1999 folgte die Gründung der Gruppe Spirits, die in wechselnder Besetzung etwa mit Karl RitterPeter HerbertAndy ManndorffKlaus DickbauerJohn Schröder und Franz Hautzinger auftrat. 2000 wurde er (neben Jean Paul Céléa) Mitglied des neuen Trios von Joachim Kühn.

Dave Liebman hat einmal gemeint, Resinger sei im Grunde ein Komponist, der zufällig Schlagzeuger geworden ist. Diese Beschreibung mochte er nicht nur, sie ist auch äußerst zutreffend für seinen ganz speziellen Zugang. „Ich habe immer auf die ganze Musik gehört, nie die Rhythmuspatterns isoliert“, beschrieb er es selbst einmal in einem Interview mit der Presse kurz vor seinem Auftritt im Porgy & Bess mit Dave Liebman und Jean-Paul Céléa im Jahr 2016.

Besonders war auch Reisingers Vielseitigkeit: Neben seiner Tätigkeit als Jazzmusiker war er auch stets auf dem Gebiet der klassischen und der Improvisationsmusik aktiv. Weniger bekannt, dafür nicht weniger interessant waren seine Ausflüge in popmusikalische Gefilde, etwa im Programm „Zum Himmel hoch“ mit Ludwig Hirsch.
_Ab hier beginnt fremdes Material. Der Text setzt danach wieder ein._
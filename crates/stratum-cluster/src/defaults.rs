//! Subsystem defaults
//!
//! Defaults only ever fill fields the operator left unset. An explicit value,
//! even one that disagrees with the default, is always kept.

use stratum_common::crd::{ClusterSpec, DockerConfig, KubeletConfig};
use stratum_common::{Error, Result, POD_RANGE_PREFIX_BITS, SERVICE_RANGE_PREFIX_BITS};
use tracing::debug;

use crate::network::{parse_cidr, subdivide};

/// Control plane kubelet posture, keyed on master isolation.
///
/// Both flags move together: isolated masters lock down introspection and
/// CIDR reconciliation, everything else keeps them on.
#[derive(Clone, Copy, Debug, PartialEq, Eq)]
pub struct MasterKubeletPolicy {
    /// Serve kubelet debugging handlers
    pub enable_debugging_handlers: bool,
    /// Reconcile the node pod CIDR
    pub reconcile_cidr: bool,
}

impl MasterKubeletPolicy {
    /// Policy for the given isolation setting (unset means not isolated)
    pub fn for_isolation(isolate_masters: Option<bool>) -> Self {
        let open = !isolate_masters.unwrap_or(false);
        Self {
            enable_debugging_handlers: open,
            reconcile_cidr: open,
        }
    }
}

/// Fill unset Docker fields; MTU and insecure registry pass through as-is
pub fn resolve_docker(docker: Option<&DockerConfig>, default_bridge: &str) -> DockerConfig {
    let mut resolved = docker.cloned().unwrap_or_default();
    if resolved.bridge.as_deref().unwrap_or_default().is_empty() {
        resolved.bridge = Some(default_bridge.to_string());
    }
    resolved
}

/// Resolve the control plane kubelet flags from the isolation policy
pub fn resolve_master_kubelet(
    isolate_masters: Option<bool>,
    existing: Option<&KubeletConfig>,
) -> KubeletConfig {
    let policy = MasterKubeletPolicy::for_isolation(isolate_masters);
    let existing = existing.cloned().unwrap_or_default();

    KubeletConfig {
        enable_debugging_handlers: Some(
            existing
                .enable_debugging_handlers
                .unwrap_or(policy.enable_debugging_handlers),
        ),
        reconcile_cidr: Some(existing.reconcile_cidr.unwrap_or(policy.reconcile_cidr)),
    }
}

/// Carve the service and pod ranges out of the non-masquerade CIDR.
///
/// The service range is the first eighth (100.64.0.0/13 of 100.64.0.0/10)
/// and the pod range is the upper half (100.96.0.0/11).
pub fn resolve_service_ranges(cluster: &str, spec: &mut ClusterSpec) -> Result<()> {
    if spec.service_cluster_ip_range().is_some() && spec.pod_cidr().is_some() {
        return Ok(());
    }

    let value = spec.non_masquerade_cidr().ok_or_else(|| {
        Error::validation_for_field(cluster, "NonMasqueradeCIDR", "NonMasqueradeCIDR is required")
    })?;
    let non_masquerade = parse_cidr(cluster, "NonMasqueradeCIDR", value)?;

    let exhausted = || {
        Error::address_space_exhausted(
            non_masquerade.to_string(),
            1usize << SERVICE_RANGE_PREFIX_BITS,
            "NonMasqueradeCIDR is too small to hold service and pod ranges",
        )
    };
    let service_range = subdivide(non_masquerade, u32::from(SERVICE_RANGE_PREFIX_BITS))
        .and_then(|blocks| blocks.first().copied())
        .ok_or_else(exhausted)?;
    let pod_range = subdivide(non_masquerade, u32::from(POD_RANGE_PREFIX_BITS))
        .and_then(|blocks| blocks.last().copied())
        .ok_or_else(exhausted)?;

    if spec.service_cluster_ip_range().is_none() {
        debug!(cluster, range = %service_range, "defaulted service cluster IP range");
        spec.service_cluster_ip_range = Some(service_range.to_string());
    }
    if spec.pod_cidr().is_none() {
        debug!(cluster, range = %pod_range, "defaulted pod CIDR");
        spec.pod_cidr = Some(pod_range.to_string());
    }
    Ok(())
}

/// Apply every subsystem default to a spec
pub fn apply_defaults(cluster: &str, spec: &mut ClusterSpec, docker_bridge: &str) -> Result<()> {
    spec.docker = Some(resolve_docker(spec.docker.as_ref(), docker_bridge));
    spec.master_kubelet = Some(resolve_master_kubelet(
        spec.isolate_masters,
        spec.master_kubelet.as_ref(),
    ));
    spec.isolate_masters = Some(spec.isolate_masters.unwrap_or(false));
    resolve_service_ranges(cluster, spec)
}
2009 wurde Reisinger mit dem Hans Koller Preis zum „Musiker des Jahres“ gekürt und als „Schlagwerker, der die Möglichkeiten seines Instrumentariums nicht nur in Hinblick auf rhythmisches Spiel, Dynamik und dichte Texturen, großen Klangfarbenreichtum und orchestrale Fülle ausschöpft, sondern auch ständig an ihrer Erweiterung arbeitet“ gelobt.

Als seinen „All-time-Hero“ bezeichnete er des öfteren Jack DeJohnette. Szenekenner beschreiben Reisinger jedoch als einen Schlagzeuger, der nicht nur den Spielstil DeJohnettes verinnerlicht hatte, sondern, wie es Michael Rüsenberg auf jazzcity.de so schön formulierte, die Errungenschaften des zeitgenössischen Jazzschlagzeugs „europäisch ausformulierte“. Dafür wurde er nicht nur in Europa, sondern auch in den USA gefeiert.

„Im Jazz ist das Risiko essenziell“, sagte Reisinger einmal. Riskiert hat er ein Leben lang und dabei fast immer gewonnen. Nun ist er im Alter von 66 Jahren an den Folgen der Ruptur eines Aortenaneurysmas in einem Wiener Spital verstorben. 

Die Trauer um den Menschen und Musiker Wolfgang Reisinger ist groß, nicht zuletzt deshalb, weil es „kaum einen zweiten Österreicher mit einem derart internationalen jazzgeschichtlichen Hintergrund mehr gibt“, wie es ein Freund und Wegbegleiter treffend formulierte.